How to improve the implementation of a function involving a numerical integration?


I am trying to optimize my code, but I don’t really know in which direction I should go (but I know I don’t want to use multithreading).

Here is my goal: I want to implement the following function

k_\perp(x,y; l) = k(x,y;l) - \frac{\int_{-1}^{1} p(w)k(x,z;l)dw \times \int_{-1}^{1} p(z)k(z,y;l)dz}{ \int_{-1}^{1} \int_{-1}^{1} p(w)p(z)k(w,z;l)dwdz}

where p(x) = \frac{1}{\pi} \sqrt{1-x^2} and k(x,y;l) = \exp{-\frac{(x-y)^2}{2l^2}} .
(this function will later be used to build a kernel and some optimization will be performed on l)

Unfortunately, this integral has no analytical solution (at least according to Mathematica).

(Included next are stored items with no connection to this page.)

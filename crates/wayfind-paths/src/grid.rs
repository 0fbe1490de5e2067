//! Uniform-grid graph with per-cell float costs.
//!
//! Every cell stores an extra entry cost: `0.0` is free terrain, larger
//! values are slower terrain and `f32::INFINITY` is a wall. Moving into a
//! cardinal neighbour costs `1 + cost(target)`; moving diagonally costs
//! `√2 + cost(target)`.

use std::f32::consts::SQRT_2;

use wayfind_core::{Point, Range};

use crate::error::{PathError, Result};
use crate::traits::{Edge, Graph, LineOfSight};

/// Cost value marking an unwalkable cell.
pub const BLOCKED: f32 = f32::INFINITY;

/// A 4- or 8-connected grid over `[0, width) x [0, height)`.
#[derive(Debug, Clone, PartialEq)]
pub struct GridGraph {
    rng: Range,
    costs: Vec<f32>,
    diagonals: bool,
    corner_cutting: bool,
}

impl GridGraph {
    /// Create an all-free, 4-connected grid.
    pub fn new(width: i32, height: i32) -> Result<Self> {
        check_dimensions(width, height)?;
        let len = (width as usize) * (height as usize);
        Ok(Self {
            rng: Range::sized(width, height),
            costs: vec![0.0; len],
            diagonals: false,
            corner_cutting: true,
        })
    }

    /// Create a grid from a row-major cost buffer of `width * height` cells.
    ///
    /// NaN and negative costs are rejected.
    pub fn from_costs(width: i32, height: i32, costs: Vec<f32>) -> Result<Self> {
        check_dimensions(width, height)?;
        let expected = (width as usize) * (height as usize);
        if costs.len() != expected {
            return Err(PathError::CostLengthMismatch {
                width,
                height,
                expected,
                actual: costs.len(),
            });
        }
        if let Some(&bad) = costs.iter().find(|c| !is_valid_cell_cost(**c)) {
            return Err(PathError::InvalidCost(bad));
        }
        Ok(Self {
            rng: Range::sized(width, height),
            costs,
            diagonals: false,
            corner_cutting: true,
        })
    }

    /// Create a grid from the legacy 0/1 form: `rows[y][x] == 0` is free,
    /// anything else is a wall.
    pub fn from_walkable<R: AsRef<[i32]>>(rows: &[R]) -> Result<Self> {
        let height = rows.len();
        let width = rows.first().map_or(0, |r| r.as_ref().len());
        check_dimensions(width as i32, height as i32)?;
        let mut costs = Vec::with_capacity(width * height);
        for (row, cells) in rows.iter().enumerate() {
            let cells = cells.as_ref();
            if cells.len() != width {
                return Err(PathError::RaggedRow {
                    row,
                    expected: width,
                    actual: cells.len(),
                });
            }
            costs.extend(cells.iter().map(|&c| if c == 0 { 0.0 } else { BLOCKED }));
        }
        Self::from_costs(width as i32, height as i32, costs)
    }

    /// Enable or disable the four diagonal moves.
    pub fn with_diagonals(mut self, diagonals: bool) -> Self {
        self.diagonals = diagonals;
        self
    }

    /// Whether a diagonal move may squeeze past a blocked orthogonal cell.
    pub fn with_corner_cutting(mut self, corner_cutting: bool) -> Self {
        self.corner_cutting = corner_cutting;
        self
    }

    pub fn set_diagonals(&mut self, diagonals: bool) {
        self.diagonals = diagonals;
    }

    #[inline]
    pub fn diagonals(&self) -> bool {
        self.diagonals
    }

    #[inline]
    pub fn corner_cutting(&self) -> bool {
        self.corner_cutting
    }

    #[inline]
    pub fn width(&self) -> i32 {
        self.rng.width()
    }

    #[inline]
    pub fn height(&self) -> i32 {
        self.rng.height()
    }

    /// The grid rectangle.
    #[inline]
    pub fn range(&self) -> Range {
        self.rng
    }

    /// Number of cells.
    #[inline]
    pub fn len(&self) -> usize {
        self.costs.len()
    }

    #[inline]
    pub fn is_empty(&self) -> bool {
        self.costs.is_empty()
    }

    #[inline]
    pub fn in_bounds(&self, p: Point) -> bool {
        p.in_range(&self.rng)
    }

    /// Flat index of `p`, if inside.
    #[inline]
    pub fn index(&self, p: Point) -> Option<usize> {
        self.rng.index_of(p)
    }

    /// Entry cost of `p`; [`BLOCKED`] outside the grid.
    #[inline]
    pub fn cost(&self, p: Point) -> f32 {
        self.index(p).map_or(BLOCKED, |i| self.costs[i])
    }

    /// Whether `p` is inside the grid and not blocked.
    #[inline]
    pub fn is_walkable(&self, p: Point) -> bool {
        self.cost(p).is_finite()
    }

    /// Overwrite the entry cost of `p`. `BLOCKED` makes it a wall.
    pub fn set_cost(&mut self, p: Point, cost: f32) -> Result<()> {
        if !is_valid_cell_cost(cost) {
            return Err(PathError::InvalidCost(cost));
        }
        let i = self.index(p).ok_or(PathError::OutOfBounds(p))?;
        self.costs[i] = cost;
        Ok(())
    }

    /// Make `p` free terrain (cost 0).
    pub fn set_walkable(&mut self, p: Point) -> Result<()> {
        self.set_cost(p, 0.0)
    }

    /// Make `p` a wall.
    pub fn set_unwalkable(&mut self, p: Point) -> Result<()> {
        self.set_cost(p, BLOCKED)
    }

    /// Cost of the single step `from -> to`, or `None` if it is not an edge.
    pub fn move_cost(&self, from: Point, to: Point) -> Option<f32> {
        self.step_cost(from, to, self.diagonals)
    }

    /// Like [`Graph::edges`] but with an explicit connectivity choice.
    pub fn edges_with(&self, p: Point, diagonals: bool, buf: &mut Vec<Edge<Point>>) {
        buf.clear();
        if !self.is_walkable(p) {
            return;
        }
        for d in Point::CARDINALS {
            let n = p + d;
            let c = self.cost(n);
            if c.is_finite() {
                buf.push(Edge::new(n, 1.0 + c));
            }
        }
        if !diagonals {
            return;
        }
        for d in Point::DIAGONALS {
            let n = p + d;
            let c = self.cost(n);
            if c.is_finite() && self.diagonal_clear(p, d) {
                buf.push(Edge::new(n, SQRT_2 + c));
            }
        }
    }

    /// In-bounds cells adjacent to `p` under the grid's connectivity,
    /// walkable or not.
    pub(crate) fn adjacent(&self, p: Point) -> impl Iterator<Item = Point> + '_ {
        let count = if self.diagonals { 8 } else { 4 };
        p.neighbors_8()
            .into_iter()
            .take(count)
            .filter(move |&n| self.in_bounds(n))
    }

    fn step_cost(&self, from: Point, to: Point, diagonals: bool) -> Option<f32> {
        let d = to - from;
        if d == Point::ZERO || d.x.abs() > 1 || d.y.abs() > 1 {
            return None;
        }
        if !self.is_walkable(from) || !self.is_walkable(to) {
            return None;
        }
        if d.is_diagonal() {
            if !diagonals || !self.diagonal_clear(from, d) {
                return None;
            }
            Some(SQRT_2 + self.cost(to))
        } else {
            Some(1.0 + self.cost(to))
        }
    }

    #[inline]
    fn diagonal_clear(&self, p: Point, d: Point) -> bool {
        self.corner_cutting
            || (self.is_walkable(p.shift(d.x, 0)) && self.is_walkable(p.shift(0, d.y)))
    }
}

impl Graph<Point> for GridGraph {
    fn edges(&self, node: &Point, buf: &mut Vec<Edge<Point>>) {
        self.edges_with(*node, self.diagonals, buf)
    }

    fn is_traversable(&self, node: &Point) -> bool {
        self.is_walkable(*node)
    }
}

impl LineOfSight for GridGraph {
    /// Bresenham walk from `from` to `to`, both inclusive. Diagonal steps
    /// respect the corner-cutting setting.
    fn line_of_sight(&self, from: Point, to: Point) -> bool {
        if !self.is_walkable(from) {
            return false;
        }
        let dx = (to.x - from.x).abs();
        let dy = -(to.y - from.y).abs();
        let sx = (to.x - from.x).signum();
        let sy = (to.y - from.y).signum();
        let mut err = dx + dy;
        let mut cur = from;

        while cur != to {
            let e2 = 2 * err;
            let mut step = Point::ZERO;
            if e2 >= dy {
                err += dy;
                step.x = sx;
            }
            if e2 <= dx {
                err += dx;
                step.y = sy;
            }
            if step.is_diagonal() && !self.diagonal_clear(cur, step) {
                return false;
            }
            cur = cur + step;
            if !self.is_walkable(cur) {
                return false;
            }
        }
        true
    }
}

fn check_dimensions(width: i32, height: i32) -> Result<()> {
    if width <= 0 || height <= 0 {
        return Err(PathError::InvalidDimensions { width, height });
    }
    Ok(())
}

#[inline]
fn is_valid_cell_cost(c: f32) -> bool {
    !c.is_nan() && c >= 0.0
}

#[cfg(test)]
mod tests {
    use super::*;

    fn targets(grid: &GridGraph, p: Point) -> Vec<(Point, f32)> {
        let mut buf = Vec::new();
        grid.edges(&p, &mut buf);
        buf.iter().map(|e| (e.to, e.cost)).collect()
    }

    #[test]
    fn rejects_bad_dimensions() {
        assert_eq!(
            GridGraph::new(0, 3),
            Err(PathError::InvalidDimensions {
                width: 0,
                height: 3
            })
        );
        assert!(GridGraph::new(-1, -1).is_err());
        assert!(matches!(
            GridGraph::from_costs(2, 2, vec![0.0; 3]),
            Err(PathError::CostLengthMismatch { expected: 4, .. })
        ));
        assert!(matches!(
            GridGraph::from_walkable(&[vec![0, 0], vec![0]]),
            Err(PathError::RaggedRow { row: 1, .. })
        ));
        let empty: [Vec<i32>; 0] = [];
        assert!(GridGraph::from_walkable(&empty).is_err());
    }

    #[test]
    fn out_of_bounds_is_blocked() {
        let g = GridGraph::new(3, 3).unwrap();
        assert_eq!(g.cost(Point::new(-1, 0)), BLOCKED);
        assert!(!g.is_walkable(Point::new(3, 0)));
        assert!(g.is_walkable(Point::new(2, 2)));
    }

    #[test]
    fn corner_cell_has_two_cardinal_edges() {
        let g = GridGraph::new(3, 3).unwrap();
        let e = targets(&g, Point::new(0, 0));
        assert_eq!(e.len(), 2);
        assert!(e.iter().all(|&(_, c)| c == 1.0));
    }

    #[test]
    fn diagonal_edges_cost_sqrt2_plus_target() {
        let mut g = GridGraph::new(3, 3).unwrap().with_diagonals(true);
        g.set_cost(Point::new(1, 1), 2.0).unwrap();
        let e = targets(&g, Point::new(0, 0));
        assert_eq!(e.len(), 3);
        let diag = e.iter().find(|(p, _)| *p == Point::new(1, 1)).unwrap();
        assert!((diag.1 - (SQRT_2 + 2.0)).abs() < 1e-6);
    }

    #[test]
    fn never_enumerates_walls() {
        let g = GridGraph::from_walkable(&[[0, 1, 0], [1, 0, 0], [0, 0, 0]])
            .unwrap()
            .with_diagonals(true);
        let e = targets(&g, Point::new(0, 0));
        assert_eq!(e, vec![(Point::new(1, 1), SQRT_2)]);
        assert!(targets(&g, Point::new(1, 0)).is_empty());
    }

    #[test]
    fn adjacent_follows_connectivity() {
        let mut g = GridGraph::new(3, 3).unwrap();
        g.set_unwalkable(Point::new(1, 0)).unwrap();
        let four: Vec<_> = g.adjacent(Point::new(0, 0)).collect();
        // Walls are included; out-of-bounds cells are not.
        assert_eq!(four, vec![Point::new(1, 0), Point::new(0, 1)]);

        g.set_diagonals(true);
        assert_eq!(g.adjacent(Point::new(1, 1)).count(), 8);
        assert_eq!(g.adjacent(Point::new(2, 2)).count(), 3);
        assert!(!g.in_bounds(Point::new(3, 0)));
    }

    #[test]
    fn corner_cutting_disabled() {
        let g = GridGraph::from_walkable(&[[0, 1], [0, 0]])
            .unwrap()
            .with_diagonals(true)
            .with_corner_cutting(false);
        assert_eq!(g.move_cost(Point::new(0, 0), Point::new(1, 1)), None);
        assert_eq!(g.move_cost(Point::new(0, 0), Point::new(0, 1)), Some(1.0));
    }

    #[test]
    fn set_cost_validation() {
        let mut g = GridGraph::new(2, 2).unwrap();
        assert_eq!(
            g.set_cost(Point::new(5, 5), 1.0),
            Err(PathError::OutOfBounds(Point::new(5, 5)))
        );
        assert!(g.set_cost(Point::new(0, 0), -1.0).is_err());
        assert!(g.set_cost(Point::new(0, 0), f32::NAN).is_err());
        g.set_unwalkable(Point::new(1, 1)).unwrap();
        assert!(!g.is_walkable(Point::new(1, 1)));
        g.set_walkable(Point::new(1, 1)).unwrap();
        assert_eq!(g.cost(Point::new(1, 1)), 0.0);
    }

    #[test]
    fn line_of_sight_blocked_by_wall() {
        let g = GridGraph::from_walkable(&[
            [0, 0, 0, 0, 0],
            [0, 0, 1, 0, 0],
            [0, 0, 0, 0, 0],
        ])
        .unwrap();
        assert!(g.line_of_sight(Point::new(0, 0), Point::new(4, 0)));
        assert!(!g.line_of_sight(Point::new(0, 1), Point::new(4, 1)));
        assert!(g.line_of_sight(Point::new(0, 2), Point::new(4, 2)));
        assert!(g.line_of_sight(Point::new(3, 2), Point::new(3, 2)));
    }
}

Therefore, I wrote this little code (see below) using QuadGK to compute the function, but I am not really happy regarding the performance and I am pretty sure it could be faster. I also saw that ApproxFun could probably do something interesting using some orthogonal polynomials but did not manage to write a clean code…

using QuadGK, BenchmarkTools
k(x,y,l) = exp(-(x-y)^2/(2*l^2))
p(x) = sqrt(1-x^2)/π

ES(x,l) = quadgk(y -> k(x,y,l) * p(y), -1, 1)[1]
@benchmark ES(0.0, 1e1)

ES2(l) = quadgk(x -> p(x) * ES(x,l), -1, 1)[1]
@benchmark ES2(1e1)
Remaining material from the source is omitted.